What you will do
Each entry below needs to be reproduced exactly as given.

Segment Start: Supplied information

//! Layout graph: descriptor-set layouts of render stages and phases.
//!
//! The layout graph is static for the lifetime of an executor. Top-level
//! vertices are render stages (one per pass layout name), their children are
//! render phases (one per queue layout name). Each vertex carries the
//! descriptor sets of its layout, partitioned by [`UpdateFrequency`].

use std::collections::HashMap;

use crate::backend::{DescriptorSetId, DescriptorSetLayoutId};

/// Handle to a vertex of the [`LayoutGraph`].
#[derive(Debug, Clone, Copy, PartialEq, Eq, Hash)]
pub struct LayoutId(u32);

impl LayoutId {
    pub fn index(&self) -> usize {
        self.0 as usize
    }
}

/// Render phase identifier, the key of the per-camera submission table.
#[derive(Debug, Clone, Copy, PartialEq, Eq, Hash, PartialOrd, Ord, Default)]
pub struct PhaseId(pub u32);

impl PhaseId {
    /// Phase of queues that have no layout of their own.
    pub const DEFAULT: Self = Self(0);
}

/// Descriptor identifier from the layout graph's attribute index.
#[derive(Debug, Clone, Copy, PartialEq, Eq, Hash)]
pub struct DescriptorId(pub u32);

/// How often a descriptor set changes.
#[derive(Debug, Clone, Copy, PartialEq, Eq, Hash)]
pub enum UpdateFrequency {
    PerInstance,
    PerBatch,
    PerPhase,
    PerPass,
}

/// A contiguous range of descriptors in a set, starting at `offset`.
#[derive(Debug, Clone, PartialEq, Eq, Default)]
pub struct DescriptorBlock {
    pub offset: u32,
    pub descriptors: Vec<DescriptorId>,
}

/// One descriptor set of a layout.
#[derive(Debug, Clone, PartialEq, Eq)]
pub struct DescriptorSetData {
    pub layout: DescriptorSetLayoutId,
    pub blocks: Vec<DescriptorBlock>,
    /// Device set, when the pipeline has created one for this layout.
    pub descriptor_set: Option<DescriptorSetId>,
}

impl DescriptorSetData {
    pub fn new(layout: DescriptorSetLayoutId) -> Self {
        Self {
            layout,
            blocks: Vec::new(),
            descriptor_set: None,
        }
    }

    pub fn with_block(mut self, block: DescriptorBlock) -> Self {
        self.blocks.push(block);
        self
    }

    pub fn with_descriptor_set(mut self, set: DescriptorSetId) -> Self {
        self.descriptor_set = Some(set);
        self
    }

    /// Binding slots of a descriptor in this set.
    pub fn bindings_of(&self, descriptor: DescriptorId) -> impl Iterator<Item = u32> + '_ {
        self.blocks.iter().flat_map(move |block| {
            block
                .descriptors
                .iter()
                .enumerate()
                .filter(move |(_, id)| **id == descriptor)
                .map(move |(i, _)| block.offset + i as u32)
        })
    }
}

/// Kind of a layout vertex.
#[derive(Debug, Clone, Copy, PartialEq, Eq)]
pub enum LayoutKind {
    RenderStage { pass_id: u32 },
    RenderPhase { phase_id: PhaseId },
}

#[derive(Debug, Clone)]
struct LayoutVertex {
    name: String,
    kind: LayoutKind,
    children: Vec<LayoutId>,
    descriptor_sets: HashMap<UpdateFrequency, DescriptorSetData>,
}

/// Static descriptor layout information.
#[derive(Debug, Clone, Default)]
pub struct LayoutGraph {
    vertices: Vec<LayoutVertex>,
    stages: Vec<LayoutId>,
    attribute_index: HashMap<String, DescriptorId>,
    next_phase: u32,
}

impl LayoutGraph {
    /// Name of the stage whose per-pass set is the global descriptor layout.
    pub const GLOBAL_STAGE: &'static str = "default";

    pub fn new() -> Self {
        Self::default()
    }

    /// Add a render stage (pass layout).
    pub fn add_stage(&mut self, name: impl Into<String>) -> LayoutId {
        let id = LayoutId(self.vertices.len() as u32);
        self.vertices.push(LayoutVertex {
            name: name.into(),
            kind: LayoutKind::RenderStage {
                pass_id: self.stages.len() as u32,
            },
            children: Vec::new(),
            descriptor_sets: HashMap::new(),
        });
        self.stages.push(id);
        id
    }

    /// Add a render phase (queue layout) under a stage.
    pub fn add_phase(&mut self, stage: LayoutId, name: impl Into<String>) -> LayoutId {
        self.next_phase += 1;
        let id = LayoutId(self.vertices.len() as u32);
        self.vertices.push(LayoutVertex {
            name: name.into(),
            kind: LayoutKind::RenderPhase {
                phase_id: PhaseId(self.next_phase),
            },
            children: Vec::new(),
            descriptor_sets: HashMap::new(),
        });
        self.vertices[stage.index()].children.push(id);
        id
    }

    /// Attach a descriptor set to a layout.
    pub fn set_descriptor_set(
        &mut self,
        layout: LayoutId,
        frequency: UpdateFrequency,
        data: DescriptorSetData,
    ) {
        self.vertices[layout.index()]
            .descriptor_sets
            .insert(frequency, data);
    }

    /// Register a descriptor name in the attribute index.
    pub fn register_descriptor(&mut self, name: impl Into<String>) -> DescriptorId {
        let next = DescriptorId(self.attribute_index.len() as u32);
        *self.attribute_index.entry(name.into()).or_insert(next)
    }

    /// Look up a descriptor id by name.
    pub fn descriptor_id(&self, name: &str) -> Option<DescriptorId> {
        self.attribute_index.get(name).copied()
    }

    /// Find a stage by name (`parent == None`) or a phase under a stage.
    pub fn locate_child(&self, parent: Option<LayoutId>, name: &str) -> Option<LayoutId> {
        let candidates = match parent {
            None => &self.stages,
            Some(parent) => &self.vertices.get(parent.index())?.children,
        };
        candidates
            .iter()
            .copied()
            .find(|id| self.vertices[id.index()].name == name)
    }

    pub fn name(&self, layout: LayoutId) -> &str {
        &self.vertices[layout.index()].name
    }

    pub fn kind(&self, layout: LayoutId) -> LayoutKind {
        self.vertices[layout.index()].kind
    }

    /// Phase id of a phase layout.
    pub fn phase_id(&self, layout: LayoutId) -> Option<PhaseId> {
        match self.kind(layout) {
            LayoutKind::RenderPhase { phase_id } => Some(phase_id),
            LayoutKind::RenderStage { .. } => None,
        }
    }

    pub fn descriptor_set(
        &self,
        layout: LayoutId,
        frequency: UpdateFrequency,
    ) -> Option<&DescriptorSetData> {
        self.vertices[layout.index()].descriptor_sets.get(&frequency)
    }

    /// Layout of the global descriptor set, if the graph declares one.
    pub fn global_set_layout(&self) -> Option<DescriptorSetLayoutId> {
        let stage = self.locate_child(None, Self::GLOBAL_STAGE)?;
        self.descriptor_set(stage, UpdateFrequency::PerPass)
            .map(|data| data.layout)
    }
}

Segment End: Supplied information

Solution to this problem
//! Layout graph: descriptor-set layouts of render stages and phases.
//!
//! The layout graph is static for the lifetime of an executor. Top-level
//! vertices are render stages (one per pass layout name), their children are
//! render phases (one per queue layout name). Each vertex carries the
//! descriptor sets of its layout, partitioned by [`UpdateFrequency`].

use std::collections::HashMap;

use crate::backend::{DescriptorSetId, DescriptorSetLayoutId};

/// Handle to a vertex of the [`LayoutGraph`].
#[derive(Debug, Clone, Copy, PartialEq, Eq, Hash)]
pub struct LayoutId(u32);

impl LayoutId {
    pub fn index(&self) -> usize {
        self.0 as usize
    }
}

/// Render phase identifier, the key of the per-camera submission table.
#[derive(Debug, Clone, Copy, PartialEq, Eq, Hash, PartialOrd, Ord, Default)]
pub struct PhaseId(pub u32);

impl PhaseId {
    /// Phase of queues that have no layout of their own.
    pub const DEFAULT: Self = Self(0);
}

/// Descriptor identifier from the layout graph's attribute index.
#[derive(Debug, Clone, Copy, PartialEq, Eq, Hash)]
pub struct DescriptorId(pub u32);

/// How often a descriptor set changes.
#[derive(Debug, Clone, Copy, PartialEq, Eq, Hash)]
pub enum UpdateFrequency {
    PerInstance,
    PerBatch,
    PerPhase,
    PerPass,
}

/// A contiguous range of descriptors in a set, starting at `offset`.
#[derive(Debug, Clone, PartialEq, Eq, Default)]
pub struct DescriptorBlock {
    pub offset: u32,
    pub descriptors: Vec<DescriptorId>,
}

/// One descriptor set of a layout.
#[derive(Debug, Clone, PartialEq, Eq)]
pub struct DescriptorSetData {
    pub layout: DescriptorSetLayoutId,
    pub blocks: Vec<DescriptorBlock>,
    /// Device set, when the pipeline has created one for this layout.
    pub descriptor_set: Option<DescriptorSetId>,
}

impl DescriptorSetData {
    pub fn new(layout: DescriptorSetLayoutId) -> Self {
        Self {
            layout,
            blocks: Vec::new(),
            descriptor_set: None,
        }
    }

    pub fn with_block(mut self, block: DescriptorBlock) -> Self {
        self.blocks.push(block);
        self
    }

    pub fn with_descriptor_set(mut self, set: DescriptorSetId) -> Self {
        self.descriptor_set = Some(set);
        self
    }

    /// Binding slots of a descriptor in this set.
    pub fn bindings_of(&self, descriptor: DescriptorId) -> impl Iterator<Item = u32> + '_ {
        self.blocks.iter().flat_map(move |block| {
            block
                .descriptors
                .iter()
                .enumerate()
                .filter(move |(_, id)| **id == descriptor)
                .map(move |(i, _)| block.offset + i as u32)
        })
    }
}

/// Kind of a layout vertex.
#[derive(Debug, Clone, Copy, PartialEq, Eq)]
pub enum LayoutKind {
    RenderStage { pass_id: u32 },
    RenderPhase { phase_id: PhaseId },
}

#[derive(Debug, Clone)]
struct LayoutVertex {
    name: String,
    kind: LayoutKind,
    children: Vec<LayoutId>,
    descriptor_sets: HashMap<UpdateFrequency, DescriptorSetData>,
}

/// Static descriptor layout information.
#[derive(Debug, Clone, Default)]
pub struct LayoutGraph {
    vertices: Vec<LayoutVertex>,
    stages: Vec<LayoutId>,
    attribute_index: HashMap<String, DescriptorId>,
    next_phase: u32,
}

impl LayoutGraph {
    /// Name of the stage whose per-pass set is the global descriptor layout.
    pub const GLOBAL_STAGE: &'static str = "default";

    pub fn new() -> Self {
        Self::default()
    }

    /// Add a render stage (pass layout).
    pub fn add_stage(&mut self, name: impl Into<String>) -> LayoutId {
        let id = LayoutId(self.vertices.len() as u32);
        self.vertices.push(LayoutVertex {
            name: name.into(),
            kind: LayoutKind::RenderStage {
                pass_id: self.stages.len() as u32,
            },
            children: Vec::new(),
            descriptor_sets: HashMap::new(),
        });
        self.stages.push(id);
        id
    }

    /// Add a render phase (queue layout) under a stage.
    pub fn add_phase(&mut self, stage: LayoutId, name: impl Into<String>) -> LayoutId {
        self.next_phase += 1;
        let id = LayoutId(self.vertices.len() as u32);
        self.vertices.push(LayoutVertex {
            name: name.into(),
            kind: LayoutKind::RenderPhase {
                phase_id: PhaseId(self.next_phase),
            },
            children: Vec::new(),
            descriptor_sets: HashMap::new(),
        });
        self.vertices[stage.index()].children.push(id);
        id
    }

    /// Attach a descriptor set to a layout.
    pub fn set_descriptor_set(
        &mut self,
        layout: LayoutId,
        frequency: UpdateFrequency,
        data: DescriptorSetData,
    ) {
        self.vertices[layout.index()]
            .descriptor_sets
            .insert(frequency, data);
    }

    /// Register a descriptor name in the attribute index.
    pub fn register_descriptor(&mut self, name: impl Into<String>) -> DescriptorId {
        let next = DescriptorId(self.attribute_index.len() as u32);
        *self.attribute_index.entry(name.into()).or_insert(next)
    }

    /// Look up a descriptor id by name.
    pub fn descriptor_id(&self, name: &str) -> Option<DescriptorId> {
        self.attribute_index.get(name).copied()
    }

    /// Find a stage by name (`parent == None`) or a phase under a stage.
    pub fn locate_child(&self, parent: Option<LayoutId>, name: &str) -> Option<LayoutId> {
        let candidates = match parent {
            None => &self.stages,
            Some(parent) => &self.vertices.get(parent.index())?.children,
        };
        candidates
            .iter()
            .copied()
            .find(|id| self.vertices[id.index()].name == name)
    }

    pub fn name(&self, layout: LayoutId) -> &str {
        &self.vertices[layout.index()].name
    }

    pub fn kind(&self, layout: LayoutId) -> LayoutKind {
        self.vertices[layout.index()].kind
    }

    /// Phase id of a phase layout.
    pub fn phase_id(&self, layout: LayoutId) -> Option<PhaseId> {
        match self.kind(layout) {
            LayoutKind::RenderPhase { phase_id } => Some(phase_id),
            LayoutKind::RenderStage { .. } => None,
        }
    }

    pub fn descriptor_set(
        &self,
        layout: LayoutId,
        frequency: UpdateFrequency,
    ) -> Option<&DescriptorSetData> {
        self.vertices[layout.index()].descriptor_sets.get(&frequency)
    }

    /// Layout of the global descriptor set, if the graph declares one.
    pub fn global_set_layout(&self) -> Option<DescriptorSetLayoutId> {
        let stage = self.locate_child(None, Self::GLOBAL_STAGE)?;
        self.descriptor_set(stage, UpdateFrequency::PerPass)
            .map(|data| data.layout)
    }
}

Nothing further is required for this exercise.